Federal Trucking Regulations

Truck Crash Attorney Serving Victims in Albuquerque and Statewide

Federal trucking regulations apply to interstate truck drivers of commercial motor vehicles and all vehicles with a Gross Vehicle Weight Rating that is more than 10,000 pounds. The federal regulations have been mostly adopted by New Mexico. The Federal Motor Carrier Safety Administration (FMCSA) promulgates the FMCSA regulations. If you are involved in a truck accident, it is crucial to retain an Albuquerque truck accident lawyer who understands the federal trucking regulations. Matthew Vance is an experienced attorney who can examine the circumstances surrounding your truck accident injuries and develop a strong strategy to pursue damages from a driver or a trucking company on your behalf. Mr. Vance is a skillful negotiator, but he also has experience taking lawsuits to trial before a judge or jury as necessary.

Understanding the Federal Trucking Regulations

The FMCSA monitors the commercial drivers' licenses of interstate truck drivers. Carriers are the companies behind trucks and their operators. Before a carrier may put a truck on an interstate highway, it needs to follow the FMCSA regulations. Interstate trucking is overseen by the federal Department of Transportation. Generally, carriers that operate only within New Mexico need to comply with state regulations, but the state has adopted most of the federal regulations, with some modifications.

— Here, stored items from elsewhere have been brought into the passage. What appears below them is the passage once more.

#[cfg(test)]
mod tests {
    use super::*;
    use parkir_core::{OperationalHours, Role};
    use std::sync::Arc;

    fn lot(owner: Uuid, car: u32) -> ParkingLot {
        ParkingLot::new(
            owner,
            ParkingDetails {
                name: "Gedung Parkir Blok M".into(),
                address: "Jl. Melawai".into(),
                latitude: None,
                longitude: None,
                hourly_rate: PerVehicle::new(10_000, 3_000),
                operational_hours: OperationalHours::around_the_clock(),
            },
            PerVehicle::new(car, 0),
        )
    }

    #[tokio::test]
    async fn balance_never_goes_negative() {
        let store = MemoryStore::new();
        let account = Account::new("rina@parkir.id".into(), "Rina".into(), "x$y".into(), Role::Seeker, 5_000);
        store.insert_account(&account).await.unwrap();

        assert_eq!(store.adjust_balance(account.id, -3_000).await.unwrap(), 2_000);
        let err = store.adjust_balance(account.id, -3_000).await.unwrap_err();
        assert!(matches!(err, LedgerError::InsufficientFunds { balance: 2_000, required: 3_000 }));
        assert_eq!(store.find_account(account.id).await.unwrap().unwrap().balance, 2_000);
    }

    #[tokio::test]
    async fn duplicate_email_conflicts() {
        let store = MemoryStore::new();
        let a = Account::new("dup@parkir.id".into(), "A".into(), "x$y".into(), Role::Seeker, 0);
        let b = Account::new("dup@parkir.id".into(), "B".into(), "x$y".into(), Role::Owner, 0);
        store.insert_account(&a).await.unwrap();
        assert!(matches!(store.insert_account(&b).await, Err(LedgerError::Conflict(_))));
    }

    #[tokio::test(flavor = "multi_thread", worker_threads = 4)]
    async fn concurrent_reservations_never_oversell() {
        let store = Arc::new(MemoryStore::new());
        let lot = lot(Uuid::new_v4(), 3);
        store.insert_parking(&lot).await.unwrap();
        let lot_id = lot.id;

        let handles: Vec<_> = (0..20)
            .map(|_| {
                let store = store.clone();
                tokio::spawn(async move { store.reserve_slot(lot_id, VehicleType::Car).await })
            })
            .collect();

        let mut granted = 0;
        for handle in handles {
            if handle.await.unwrap().is_ok() {
                granted += 1;
            }
        }
        assert_eq!(granted, 3);
        assert_eq!(store.find_parking(lot_id).await.unwrap().unwrap().available.car, 0);
    }

    #[tokio::test]
    async fn release_is_clamped_at_capacity() {
        let store = MemoryStore::new();
        let lot = lot(Uuid::new_v4(), 1);
        store.insert_parking(&lot).await.unwrap();

        assert_eq!(store.release_slot(lot.id, VehicleType::Car).await.unwrap(), 1);
        store.reserve_slot(lot.id, VehicleType::Car).await.unwrap();
        assert_eq!(store.release_slot(lot.id, VehicleType::Car).await.unwrap(), 1);
        assert_eq!(store.release_slot(lot.id, VehicleType::Car).await.unwrap(), 1);
    }

    #[tokio::test]
    async fn qr_use_is_recorded_once() {
        let store = MemoryStore::new();
        let jti = Uuid::new_v4();
        assert!(store.mark_used(jti, Utc::now()).await.unwrap());
        assert!(!store.mark_used(jti, Utc::now()).await.unwrap());

        store.release_use(jti).await.unwrap();
        assert!(store.mark_used(jti, Utc::now()).await.unwrap());
    }

    #[tokio::test]
    async fn forgotten_payment_event_can_be_recorded_again() {
        let store = MemoryStore::new();
        assert!(store.record_payment_event("trx-9", Utc::now()).await.unwrap());
        assert!(!store.record_payment_event("trx-9", Utc::now()).await.unwrap());

        store.forget_payment_event("trx-9").await.unwrap();
        assert!(store.record_payment_event("trx-9", Utc::now()).await.unwrap());
    }

    #[tokio::test]
    async fn status_compare_and_set() {
        let store = MemoryStore::new();
        let mut booking = Booking::new(Uuid::new_v4(), Uuid::new_v4(), VehicleType::Car, Utc::now(), 1);
        store.insert_booking(&booking).await.unwrap();

        booking.update_status(BookingStatus::Cancelled);
        assert!(store.update_booking_if(&booking, BookingStatus::Pending).await.unwrap());
        booking.update_status(BookingStatus::Confirmed);
        assert!(!store.update_booking_if(&booking, BookingStatus::Pending).await.unwrap());
        assert_eq!(
            store.find_booking(booking.id).await.unwrap().unwrap().status,
            BookingStatus::Cancelled
        );
    }

    #[tokio::test]
    async fn messages_are_idempotent_per_client_id() {
        let store = MemoryStore::new();
        let room = store
            .find_or_create_room(Uuid::new_v4(), Uuid::new_v4(), Uuid::new_v4())
            .await
            .unwrap();

        let (first, created) = store
            .append_message(room.id, room.seeker_id, "Masih ada slot?", Some("c-1"))
            .await
            .unwrap();
        assert!(created);
        let (again, created) = store
            .append_message(room.id, room.seeker_id, "Masih ada slot?", Some("c-1"))
            .await
            .unwrap();
        assert!(!created);
        assert_eq!(first.id, again.id);

        store.append_message(room.id, room.owner_id, "Ada", None).await.unwrap();
        let after_first = store.messages(room.id, Some(first.seq)).await.unwrap();
        assert_eq!(after_first.len(), 1);
        assert_eq!(after_first[0].content, "Ada");
    }
}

The FMCSA regulations require carriers to register with the FMCSA and obtain a USDOT number that identifies the vehicle owner and helps to monitor safety data from any crash investigations or review for compliance. Carriers have a non-delegable duty to supervise, control, and monitor each of their truck drivers and employees, as well as their independent contractors. Among other things, carriers must preserve records, follow certain procedures when hiring, follow certain procedures in supervising, adequately train truck drivers and others, maintain their fleets of commercial trucks, and follow weight and size restrictions. After an accident, the carrier is supposed to test the truck driver.

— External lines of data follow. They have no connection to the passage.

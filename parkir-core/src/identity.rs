use crate::error::{LedgerError, LedgerResult};
use async_trait::async_trait;
use serde::{Deserialize, Serialize};

#[derive(Debug, Clone, Serialize, Deserialize, PartialEq, Eq)]
pub struct VerifiedIdentity {
    /// Stable provider-side account id.
    pub subject: String,
    pub email: String,
    pub name: String,
}

#[async_trait]
pub trait IdentityResolver: Send + Sync {
    /// Verify a third-party ID token and extract the identity it asserts
    async fn verify_id_token(&self, id_token: &str) -> LedgerResult<VerifiedIdentity>;
}

/// Development resolver: trusts tokens of the form `email` or `email|name`.
/// Only wired when `auth.identity = "mock"`.
pub struct MockIdentityResolver;

#[async_trait]
impl IdentityResolver for MockIdentityResolver {
    async fn verify_id_token(&self, id_token: &str) -> LedgerResult<VerifiedIdentity> {
        let (email, name) = match id_token.split_once('|') {
            Some((email, name)) => (email.trim(), name.trim()),
            None => (id_token.trim(), ""),
        };

        if email.is_empty() || !email.contains('@') {
            return Err(LedgerError::Auth("identity token rejected".to_string()));
        }

        tracing::info!("Resolved external identity for {}", parkir_shared::pii::Masked(email));

        let name = if name.is_empty() {
            email.split('@').next().unwrap_or(email).to_string()
        } else {
            name.to_string()
        };

        let email = email.to_ascii_lowercase();
        Ok(VerifiedIdentity {
            subject: format!("mock:{}", email),
            email,
            name,
        })
    }
}

#[cfg(test)]
mod tests {
    use super::*;

    #[tokio::test]
    async fn mock_resolver_reads_email_and_name() {
        let identity = MockIdentityResolver.verify_id_token("Dewi@Mail.com|Dewi Lestari").await.unwrap();
        assert_eq!(identity.email, "dewi@mail.com");
        assert_eq!(identity.name, "Dewi Lestari");
        assert_eq!(identity.subject, "mock:dewi@mail.com");

        let identity = MockIdentityResolver.verify_id_token("andi@mail.com").await.unwrap();
        assert_eq!(identity.name, "andi");

        assert!(MockIdentityResolver.verify_id_token("garbage").await.is_err());
    }
}
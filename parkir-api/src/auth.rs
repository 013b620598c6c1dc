use axum::{
    extract::State,
    http::StatusCode,
    routing::{get, post},
    Extension, Json, Router,
};
use parkir_booking::{NewAccount, Session};
use parkir_core::{Account, Caller};
use serde::Deserialize;
use crate::{error::AppError, state::AppState};

#[derive(Debug, Deserialize)]
struct LoginRequest {
    email: String,
    password: String,
}

#[derive(Debug, Deserialize)]
struct GoogleLoginRequest {
    id_token: String,
}

pub fn routes() -> Router<AppState> {
    Router::new()
        .route("/v1/auth/register", post(register))
        .route("/v1/auth/login", post(login))
        .route("/v1/auth/google", post(login_google))
}

pub fn protected_routes() -> Router<AppState> {
    Router::new().route("/v1/accounts/me", get(me))
}

async fn register(
    State(state): State<AppState>,
    Json(req): Json<NewAccount>,
) -> Result<(StatusCode, Json<Account>), AppError> {
    let account = state.accounts.register(req).await?;
    Ok((StatusCode::CREATED, Json(account)))
}

async fn login(State(state): State<AppState>, Json(req): Json<LoginRequest>) -> Result<Json<Session>, AppError> {
    let session = state.accounts.authenticate(&req.email, &req.password).await?;
    Ok(Json(session))
}

async fn login_google(
    State(state): State<AppState>,
    Json(req): Json<GoogleLoginRequest>,
) -> Result<Json<Session>, AppError> {
    let session = state.accounts.login_google(&req.id_token).await?;
    Ok(Json(session))
}

async fn me(State(state): State<AppState>, Extension(caller): Extension<Caller>) -> Result<Json<Account>, AppError> {
    Ok(Json(state.accounts.get_account(&caller).await?))
}
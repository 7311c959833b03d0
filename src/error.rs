use thiserror::Error;

#[derive(Error, Debug)]
pub enum NativeError {
    #[error("Memory protection failed: {0}")]
    MemoryProtection(String),

    #[error("Memory mapping failed: {0}")]
    MemoryMap(String),

    #[error("Library not found: {0}")]
    LibraryNotFound(String),

    #[error("Symbol not found: {0}")]
    SymbolNotFound(String),

    #[error("Signature not found in {0}")]
    SignatureNotFound(String),

    #[error("Invalid signature pattern: {0}")]
    InvalidSignature(String),

    #[error("Hooking is not supported on {0}")]
    UnsupportedArchitecture(&'static str),

    #[error("Hook installation failed: {0}")]
    HookFailed(String),

    #[error("Target {0:#x} is already hooked")]
    AlreadyHooked(usize),

    #[error("Trampoline for {0:#x} does not fit its allocation")]
    TrampolineOverflow(usize),

    #[error("Null pointer encountered")]
    NullPointer,

    #[error("Allocation of {0} bytes failed")]
    AllocationFailed(usize),

    #[error("Managed callback threw an exception")]
    ManagedException,

    #[error("JNI error: {0}")]
    Jni(#[from] jni::errors::Error),

    #[error("I/O error: {0}")]
    Io(#[from] std::io::Error),

    #[error("Parse error: {0}")]
    ParseError(String),
}

pub type Result<T> = std::result::Result<T, NativeError>;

The FMCSA also regulates interstate truck drivers. Interstate commercial truck drivers need to meet specific qualifications and follow federal regulations. They must have a commercial driver's license. In spite of the tight deadlines imposed by a trucking company, interstate truck drivers must adhere to strict hours of service rules and break schedules. The hours of service regulations restrict how many hours a truck driver can drive in a 24-hour period. The goal is to reduce fatigued driving. Truck drivers need to have a certain number of consecutive hours off before starting a shift. They can only drive for a certain number of consecutive hours without a break. They also need to have certain rest breaks.

Under the FMCSA regulations, truck drivers are also supposed to keep detailed logbooks. The trucking company is supposed to check and monitor the logbooks as part of its supervisorial duties under the regulations. Unfortunately, some carriers encourage truck drivers to falsify their logbooks and press on in spite of sleep deprivation. They may look the other way even when they know that a truck driver is taking pills to stay alert.

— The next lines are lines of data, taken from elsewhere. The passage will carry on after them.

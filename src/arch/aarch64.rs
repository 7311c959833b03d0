//! AArch64 inline hooking.
//!
//! The entry of the target is overwritten with either a single `B` (when the
//! interceptor is within +/-128MiB) or an absolute `LDR X17, #8; BR X17` stub.
//! The overwritten instructions are relocated into a trampoline that then
//! branches back to the first untouched instruction.

use crate::error::{NativeError, Result};
use crate::hook::memory::{ProtectedMemory, TrampolinePage};
use std::ptr;

pub const NOP: u32 = 0xd503201f;
pub const BR_X17: u32 = 0xd61f0220;
/// `LDR X17, #8`
pub const LDR_X17_LIT8: u32 = 0x58000051;
/// `LDR X17, #12`
const LDR_X17_LIT12: u32 = 0x58000071;
/// `ADR X30, #16`
const ADR_X30_16: u32 = 0x1000009e;

const OP_B: u32 = 0x14000000;
const OP_BL: u32 = 0x94000000;
const IMM26_MASK: u32 = 0x03ffffff;
const IMM19_MASK: u32 = 0x7ffff << 5;
const IMM14_MASK: u32 = 0x3fff << 5;

fn sign_extend(value: u32, bits: u32) -> i64 {
    let shift = 64 - bits;
    ((value as i64) << shift) >> shift
}

fn fits(words: i64, bits: u32) -> bool {
    let limit = 1i64 << (bits - 1);
    (-limit..limit).contains(&words)
}

fn encode_b(words: i64) -> u32 {
    OP_B | (words as u32 & IMM26_MASK)
}

#[derive(Debug, Clone, Copy, PartialEq, Eq)]
enum ImmField {
    Imm26,
    Imm19,
    Imm14,
}

impl ImmField {
    fn bits(self) -> u32 {
        match self {
            ImmField::Imm26 => 26,
            ImmField::Imm19 => 19,
            ImmField::Imm14 => 14,
        }
    }

    fn with_offset(self, insn: u32, words: i64) -> u32 {
        match self {
            ImmField::Imm26 => (insn & !IMM26_MASK) | (words as u32 & IMM26_MASK),
            ImmField::Imm19 => (insn & !IMM19_MASK) | ((words as u32) << 5 & IMM19_MASK),
            ImmField::Imm14 => (insn & !IMM14_MASK) | ((words as u32) << 5 & IMM14_MASK),
        }
    }
}

#[derive(Debug, Clone, Copy, PartialEq, Eq)]
enum Insn {
    Branch { link: bool, target: u64 },
    Conditional { field: ImmField, target: u64 },
    Literal { bytes: usize, target: u64 },
    Prefetch,
    Address { rd: u32, target: u64 },
    Plain,
}

fn decode(insn: u32, pc: u64) -> Result<Insn> {
    let offset = |imm: u32, bits: u32| pc.wrapping_add((sign_extend(imm, bits) * 4) as u64);

    let decoded = match insn {
        _ if insn & 0xfc000000 == OP_B || insn & 0xfc000000 == OP_BL => Insn::Branch {
            link: insn & 0xfc000000 == OP_BL,
            target: offset(insn & IMM26_MASK, 26),
        },
        // B.cond, CBZ/CBNZ
        _ if insn & 0xff000010 == 0x54000000 || insn & 0x7e000000 == 0x34000000 => {
            Insn::Conditional {
                field: ImmField::Imm19,
                target: offset((insn >> 5) & 0x7ffff, 19),
            }
        }
        // TBZ/TBNZ
        _ if insn & 0x7e000000 == 0x36000000 => Insn::Conditional {
            field: ImmField::Imm14,
            target: offset((insn >> 5) & 0x3fff, 14),
        },
        // LDR (literal), LDRSW (literal), PRFM (literal), SIMD LDR (literal)
        _ if insn & 0x3b000000 == 0x18000000 => {
            let simd = insn & (1 << 26) != 0;
            let bytes = match (insn >> 30, simd) {
                (0b00, _) => 4,
                (0b01, _) => 8,
                (0b10, false) => 4,
                (0b10, true) => 16,
                (0b11, false) => return Ok(Insn::Prefetch),
                _ => return Err(NativeError::HookFailed(format!("unallocated literal load {:#010x}", insn))),
            };
            Insn::Literal {
                bytes,
                target: offset((insn >> 5) & 0x7ffff, 19),
            }
        }
        // ADR/ADRP
        _ if insn & 0x1f000000 == 0x10000000 => {
            let imm = ((insn >> 5) & 0x7ffff) << 2 | (insn >> 29) & 0x3;
            let imm = sign_extend(imm, 21);
            let target = if insn & 0x80000000 != 0 {
                (pc & !0xfff).wrapping_add((imm << 12) as u64)
            } else {
                pc.wrapping_add(imm as u64)
            };
            Insn::Address {
                rd: insn & 0x1f,
                target,
            }
        }
        _ => Insn::Plain,
    };

    Ok(decoded)
}

struct Fixup {
    at: usize,
    field: ImmField,
    source_index: usize,
}

/// Rewrites instructions copied from `source` so they behave the same when
/// executed at `dest`.
pub struct Relocator {
    source: u64,
    dest: u64,
    count: usize,
    out: Vec<u32>,
    slots: Vec<usize>,
    fixups: Vec<Fixup>,
}

impl Relocator {
    pub fn new(source: u64, dest: u64, count: usize) -> Self {
        Self {
            source,
            dest,
            count,
            out: Vec::with_capacity(count * 8),
            slots: Vec::with_capacity(count),
            fixups: Vec::new(),
        }
    }

    fn pc(&self) -> u64 {
        self.dest + (self.out.len() as u64) * 4
    }

    fn source_end(&self) -> u64 {
        self.source + (self.count as u64) * 4
    }

    fn relocated_index(&self, target: u64) -> Option<usize> {
        if target >= self.source && target < self.source_end() && target % 4 == 0 {
            Some(((target - self.source) / 4) as usize)
        } else {
            None
        }
    }

    /// Pads with NOPs until the word `ahead` slots from here is 8-byte aligned.
    fn align_literal(&mut self, ahead: u64) {
        while (self.pc() + ahead * 4) % 8 != 0 {
            self.out.push(NOP);
        }
    }

    fn push_address(&mut self, value: u64) {
        self.out.push(value as u32);
        self.out.push((value >> 32) as u32);
    }

    fn push_absolute_jump(&mut self, target: u64) {
        self.align_literal(2);
        self.out.push(LDR_X17_LIT8);
        self.out.push(BR_X17);
        self.push_address(target);
    }

    /// Emits `insn` with its displacement retargeted into the trampoline.
    fn push_internal(&mut self, insn: u32, field: ImmField, source_index: usize) {
        let at = self.out.len();
        match self.slots.get(source_index) {
            Some(&slot) => {
                let words = slot as i64 - at as i64;
                self.out.push(field.with_offset(insn, words));
            }
            None => {
                self.fixups.push(Fixup {
                    at,
                    field,
                    source_index,
                });
                self.out.push(insn);
            }
        }
    }

    fn relocate_branch(&mut self, insn: u32, link: bool, target: u64) {
        if let Some(index) = self.relocated_index(target) {
            self.push_internal(insn, ImmField::Imm26, index);
            return;
        }

        let words = (target as i64 - self.pc() as i64) >> 2;
        if fits(words, 26) {
            self.out.push(ImmField::Imm26.with_offset(insn, words));
        } else if link {
            self.align_literal(3);
            self.out.push(LDR_X17_LIT12);
            self.out.push(ADR_X30_16);
            self.out.push(BR_X17);
            self.push_address(target);
        } else {
            self.push_absolute_jump(target);
        }
    }

    fn relocate_conditional(&mut self, insn: u32, field: ImmField, target: u64) {
        if let Some(index) = self.relocated_index(target) {
            self.push_internal(insn, field, index);
            return;
        }

        let words = (target as i64 - self.pc() as i64) >> 2;
        if fits(words, field.bits()) {
            self.out.push(field.with_offset(insn, words));
            return;
        }

        // taken: skip to the absolute jump; not taken: branch over it
        self.align_literal(4);
        self.out.push(field.with_offset(insn, 2));
        self.out.push(encode_b(5));
        self.out.push(LDR_X17_LIT8);
        self.out.push(BR_X17);
        self.push_address(target);
    }

    unsafe fn relocate_literal(&mut self, insn: u32, bytes: usize, target: u64) {
        // The literal is copied inline: `LDR <t>, #8; B <past data>; <data>`.
        if bytes >= 8 {
            self.align_literal(2);
        }
        let words = bytes / 4;
        self.out.push(ImmField::Imm19.with_offset(insn, 2));
        self.out.push(encode_b(1 + words as i64));

        let data = target as *const u32;
        for i in 0..words {
            self.out.push(ptr::read_unaligned(data.add(i)));
        }
    }

    fn relocate_address(&mut self, rd: u32, target: u64) {
        // LDR <Xd>, #8; B #12; <target>
        self.align_literal(2);
        self.out.push(0x58000040 | rd);
        self.out.push(encode_b(3));
        self.push_address(target);
    }

    /// Relocates `code`, which must be the `count` words found at `source`.
    ///
    /// # Safety
    /// Literal loads in `code` are resolved by reading the memory they point at.
    pub unsafe fn relocate(mut self, code: &[u32]) -> Result<Vec<u32>> {
        for (index, &insn) in code.iter().take(self.count).enumerate() {
            let pc = self.source + (index as u64) * 4;
            self.slots.push(self.out.len());

            match decode(insn, pc)? {
                Insn::Branch { link, target } => self.relocate_branch(insn, link, target),
                Insn::Conditional { field, target } => {
                    self.relocate_conditional(insn, field, target)
                }
                Insn::Literal { bytes, target } => self.relocate_literal(insn, bytes, target),
                Insn::Prefetch => self.out.push(NOP),
                Insn::Address { rd, target } => self.relocate_address(rd, target),
                Insn::Plain => self.out.push(insn),
            }
        }

        let resume = self.source_end();
        let words = (resume as i64 - self.pc() as i64) >> 2;
        if fits(words, 26) {
            self.out.push(encode_b(words));
        } else {
            self.push_absolute_jump(resume);
        }

        for fixup in std::mem::take(&mut self.fixups) {
            let slot = self.slots[fixup.source_index];
            let words = slot as i64 - fixup.at as i64;
            self.out[fixup.at] = fixup.field.with_offset(self.out[fixup.at], words);
        }

        Ok(self.out)
    }
}

/// The words written over the entry of `target` to reach `interceptor`.
pub fn redirect_words(target: u64, interceptor: u64) -> Vec<u32> {
    let words = (interceptor as i64 - target as i64) >> 2;
    if fits(words, 26) {
        return vec![encode_b(words)];
    }

    let mut patch = Vec::with_capacity(5);
    if target % 8 != 0 {
        patch.push(NOP);
    }
    patch.push(LDR_X17_LIT8);
    patch.push(BR_X17);
    patch.push(interceptor as u32);
    patch.push((interceptor >> 32) as u32);
    patch
}

/// Redirects `target` to `interceptor`.
///
/// `publish` receives the trampoline before the first patched byte is written,
/// so an interceptor running concurrently with the install already sees it.
///
/// # Safety
/// `target` must be the entry of a function at least as long as the redirect.
pub unsafe fn hook_function_aarch64(
    target: usize,
    interceptor: usize,
    publish: impl FnOnce(usize),
) -> Result<usize> {
    if target == 0 || interceptor == 0 {
        return Err(NativeError::NullPointer);
    }

    let patch = redirect_words(target as u64, interceptor as u64);
    let original = std::slice::from_raw_parts(target as *const u32, patch.len()).to_vec();

    let mut page = TrampolinePage::allocate()?;
    let code = Relocator::new(target as u64, page.address() as u64, patch.len()).relocate(&original)?;
    page.write_words(&code)?;

    let code_guard = ProtectedMemory::new(target as *mut u8, patch.len() * 4)?;
    let trampoline = page.seal()?;
    publish(trampoline);

    ptr::copy_nonoverlapping(patch.as_ptr(), target as *mut u32, patch.len());
    drop(code_guard);

    Ok(trampoline)
}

Even when truck drivers lie in their logbooks, it may be possible to identify the falsity and establish negligence. Trucks have computers that keep track of the hours that a truck is being operated. Law enforcement officers can also use other methods to decide whether it was possible for a driver to be at a particular location at the time that they claim that they were.

A truck driver's failure to follow federal trucking regulations can result in serious accidents, including jackknifing and rollovers. Commercial trucks are likely to cause catastrophic injuries or death when they are overturned.

A trucking company can be vicariously (indirectly) liable for a truck driver's negligence in the scope of employment. It can also be held directly liable for its own negligent hiring, supervision, or training when its failure to abide by FMCSA regulations in the process of hiring, supervising, or training a driver results in an accident. This is important because trucking companies usually have more substantial insurance coverage than do individual truck drivers. Truck accidents on I-25 or I-10, among other highways, may have multiple accident victims with catastrophic or fatal injuries. There may be multiple claims against the insurance policies that cover the parties involved in the accident.

A trucking company's violation of the FMCSA regulations can be strong evidence of negligence. For example, trucking companies are supposed to conduct background checks and drug and alcohol testing of truck drivers before hiring them and entrusting them with commercial trucks. If a truck driver gets into a drunk driving accident, and your lawyer can show that the trucking company failed to conduct a background check that would have uncovered a history of accidents, it may be possible to hold the trucking company directly liable for damages.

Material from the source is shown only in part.